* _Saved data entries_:
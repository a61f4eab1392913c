//! Index engine: materialization and maintenance of field indexes.

use crate::document::Document;
use crate::index::field::FieldIndex;
use crate::types::TenantId;
use parking_lot::RwLock;
use serde_json::Value;
use std::collections::HashMap;

type IndexKey = (TenantId, String, String);

/// Owns every materialized field index and keeps them current.
///
/// The engine is invisible to callers: the advisor decides what gets
/// materialized, the store routes mutations through [`apply_insert`],
/// [`apply_update`], and [`apply_delete`], and equality lookups consult
/// [`lookup_eq`] before falling back to a scan.
///
/// [`apply_insert`]: IndexEngine::apply_insert
/// [`apply_update`]: IndexEngine::apply_update
/// [`apply_delete`]: IndexEngine::apply_delete
/// [`lookup_eq`]: IndexEngine::lookup_eq
#[derive(Debug, Default)]
pub struct IndexEngine {
    indexes: RwLock<HashMap<IndexKey, FieldIndex>>,
}

impl IndexEngine {
    /// Creates an empty index engine.
    #[must_use]
    pub fn new() -> Self {
        Self::default()
    }

    /// Materializes an index over `field`, backfilled from `docs`.
    ///
    /// Idempotent: if the index already exists this is a no-op and the
    /// existing index is left untouched.
    ///
    /// Returns true if a new index was created.
    pub fn ensure_index(
        &self,
        tenant: &TenantId,
        collection: &str,
        field: &str,
        docs: &[(String, Document)],
    ) -> bool {
        let key = (tenant.clone(), collection.to_string(), field.to_string());
        let mut indexes = self.indexes.write();
        if indexes.contains_key(&key) {
            return false;
        }

        let mut index = FieldIndex::new();
        for (doc_key, doc) in docs {
            if let Some(value) = doc.get(field) {
                index.insert(value, doc_key);
            }
        }
        indexes.insert(key, index);
        true
    }

    /// Returns true if an index exists on the field.
    #[must_use]
    pub fn has_index(&self, tenant: &TenantId, collection: &str, field: &str) -> bool {
        self.indexes.read().contains_key(&(
            tenant.clone(),
            collection.to_string(),
            field.to_string(),
        ))
    }

    /// Returns the total number of materialized indexes.
    #[must_use]
    pub fn index_count(&self) -> usize {
        self.indexes.read().len()
    }

    /// Looks up document keys by exact field value.
    ///
    /// Returns `None` when no index exists on the field, in which case
    /// the caller must scan.
    #[must_use]
    pub fn lookup_eq(
        &self,
        tenant: &TenantId,
        collection: &str,
        field: &str,
        value: &Value,
    ) -> Option<Vec<String>> {
        let indexes = self.indexes.read();
        let index = indexes.get(&(tenant.clone(), collection.to_string(), field.to_string()))?;
        Some(index.lookup(value))
    }

    /// Records a freshly inserted document in every index on its collection.
    pub fn apply_insert(&self, tenant: &TenantId, collection: &str, doc_key: &str, doc: &Document) {
        let mut indexes = self.indexes.write();
        for ((t, c, field), index) in indexes.iter_mut() {
            if t == tenant && c == collection {
                if let Some(value) = doc.get(field) {
                    index.insert(value, doc_key);
                }
            }
        }
    }

    /// Moves a document between index entries after an update.
    pub fn apply_update(
        &self,
        tenant: &TenantId,
        collection: &str,
        doc_key: &str,
        before: &Document,
        after: &Document,
    ) {
        let mut indexes = self.indexes.write();
        for ((t, c, field), index) in indexes.iter_mut() {
            if t == tenant && c == collection {
                if let Some(old) = before.get(field) {
                    index.remove(old, doc_key);
                }
                if let Some(new) = after.get(field) {
                    index.insert(new, doc_key);
                }
            }
        }
    }

    /// Removes a deleted document from every index on its collection.
    pub fn apply_delete(&self, tenant: &TenantId, collection: &str, doc_key: &str, doc: &Document) {
        let mut indexes = self.indexes.write();
        for ((t, c, field), index) in indexes.iter_mut() {
            if t == tenant && c == collection {
                if let Some(value) = doc.get(field) {
                    index.remove(value, doc_key);
                }
            }
        }
    }
}
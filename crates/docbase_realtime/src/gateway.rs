//! Subscriber gateway: connection admission, channel scoping, delivery.

use crate::error::{GatewayError, GatewayResult};
use crate::token::{TokenClaims, TokenVerifier, PERMISSION_SUBSCRIBE};
use parking_lot::RwLock;
use std::collections::{HashMap, HashSet};
use std::sync::atomic::{AtomicU64, Ordering};
use tokio::sync::mpsc;

/// Gateway configuration.
#[derive(Debug, Clone)]
pub struct GatewayConfig {
    /// Channel namespace, matching the engine's event namespace.
    pub namespace: String,
    /// Per-connection delivery buffer, in messages.
    pub connection_buffer: usize,
}

impl Default for GatewayConfig {
    fn default() -> Self {
        Self {
            namespace: "docbase".to_string(),
            connection_buffer: 64,
        }
    }
}

impl GatewayConfig {
    /// Creates a configuration with default values.
    #[must_use]
    pub fn new() -> Self {
        Self::default()
    }

    /// Sets the channel namespace.
    #[must_use]
    pub fn with_namespace(mut self, namespace: impl Into<String>) -> Self {
        self.namespace = namespace.into();
        self
    }

    /// Sets the per-connection delivery buffer.
    #[must_use]
    pub const fn with_connection_buffer(mut self, buffer: usize) -> Self {
        self.connection_buffer = buffer;
        self
    }
}

/// Handle to an admitted connection.
#[derive(Debug, Clone, Copy, PartialEq, Eq, Hash)]
pub struct ConnectionId(u64);

impl ConnectionId {
    /// Returns the numeric id.
    #[must_use]
    pub const fn value(self) -> u64 {
        self.0
    }
}

impl std::fmt::Display for ConnectionId {
    fn fmt(&self, f: &mut std::fmt::Formatter<'_>) -> std::fmt::Result {
        write!(f, "{}", self.0)
    }
}

struct Connection {
    claims: TokenClaims,
    channels: HashSet<String>,
    sender: mpsc::Sender<Vec<u8>>,
}

/// Token-scoped fan-out of change events to live connections.
///
/// Admission verifies the capability token; subscriptions are filtered
/// to the channels the token's claims admit and only ever grow. The
/// delivery path forwards raw payloads verbatim and evicts connections
/// whose receiver is gone or whose buffer is full.
pub struct Gateway {
    config: GatewayConfig,
    verifier: TokenVerifier,
    connections: RwLock<HashMap<u64, Connection>>,
    next_id: AtomicU64,
}

impl Gateway {
    /// Creates a gateway verifying tokens with `verifier`.
    #[must_use]
    pub fn new(config: GatewayConfig, verifier: TokenVerifier) -> Self {
        Self {
            config,
            verifier,
            connections: RwLock::new(HashMap::new()),
            next_id: AtomicU64::new(1),
        }
    }

    /// Admits a connection presenting `token`.
    ///
    /// Returns the connection handle and the receiving half the
    /// transport reads delivered payloads from. The connection starts
    /// with no subscriptions.
    ///
    /// # Errors
    ///
    /// Returns `InvalidToken` on a malformed or mis-signed token, or one
    /// lacking the subscribe permission, and `TokenExpired` past expiry.
    pub fn connect(&self, token: &[u8]) -> GatewayResult<(ConnectionId, mpsc::Receiver<Vec<u8>>)> {
        let claims = self.verifier.verify(token)?;
        if !claims.has_permission(PERMISSION_SUBSCRIBE) {
            return Err(GatewayError::invalid_token("missing subscribe permission"));
        }

        let (sender, receiver) = mpsc::channel(self.config.connection_buffer);
        let id = self.next_id.fetch_add(1, Ordering::Relaxed);
        self.connections.write().insert(
            id,
            Connection {
                claims,
                channels: HashSet::new(),
                sender,
            },
        );

        tracing::debug!(connection = id, "connection admitted");
        Ok((ConnectionId(id), receiver))
    }

    /// Adds channels to a connection's subscription set.
    ///
    /// Requested channels outside the token's tenant and grant are
    /// silently dropped. The set only grows; there is no unsubscribe.
    /// Returns the connection's full subscription set, sorted.
    ///
    /// # Errors
    ///
    /// Returns `UnknownConnection` if the connection is not live.
    pub fn subscribe(&self, conn: ConnectionId, channels: &[String]) -> GatewayResult<Vec<String>> {
        let mut connections = self.connections.write();
        let connection = connections
            .get_mut(&conn.0)
            .ok_or(GatewayError::UnknownConnection { id: conn.0 })?;

        for channel in channels {
            if connection
                .claims
                .permits_channel(&self.config.namespace, channel)
            {
                connection.channels.insert(channel.clone());
            } else {
                tracing::debug!(connection = conn.0, %channel, "subscription refused");
            }
        }

        let mut subscribed: Vec<String> = connection.channels.iter().cloned().collect();
        subscribed.sort();
        Ok(subscribed)
    }

    /// Removes a connection from the table.
    pub fn disconnect(&self, conn: ConnectionId) {
        self.connections.write().remove(&conn.0);
    }

    /// Delivers a payload to every connection subscribed to `channel`.
    ///
    /// Connections whose receiver is gone or whose buffer is full are
    /// evicted; one slow consumer never delays the rest.
    pub fn dispatch(&self, channel: &str, payload: &[u8]) {
        let mut dead = Vec::new();
        {
            let connections = self.connections.read();
            for (id, connection) in connections.iter() {
                if !connection.channels.contains(channel) {
                    continue;
                }
                if connection.sender.try_send(payload.to_vec()).is_err() {
                    dead.push(*id);
                }
            }
        }

        if !dead.is_empty() {
            let mut connections = self.connections.write();
            for id in dead {
                connections.remove(&id);
                tracing::warn!(connection = id, "dropping unresponsive connection");
            }
        }
    }

    /// Returns the number of live connections.
    #[must_use]
    pub fn connection_count(&self) -> usize {
        self.connections.read().len()
    }
}

impl std::fmt::Debug for Gateway {
    fn fmt(&self, f: &mut std::fmt::Formatter<'_>) -> std::fmt::Result {
        f.debug_struct("Gateway")
            .field("config", &self.config)
            .field("connections", &self.connection_count())
            .finish_non_exhaustive()
    }
}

* _REQUIREMENT_:
Lines from the entries that contain the string "true" are what must be copied.

* _FINISHED EXERCISE_:
    /// Returns true if a new index was created.
        true
    /// Returns true if an index exists on the field.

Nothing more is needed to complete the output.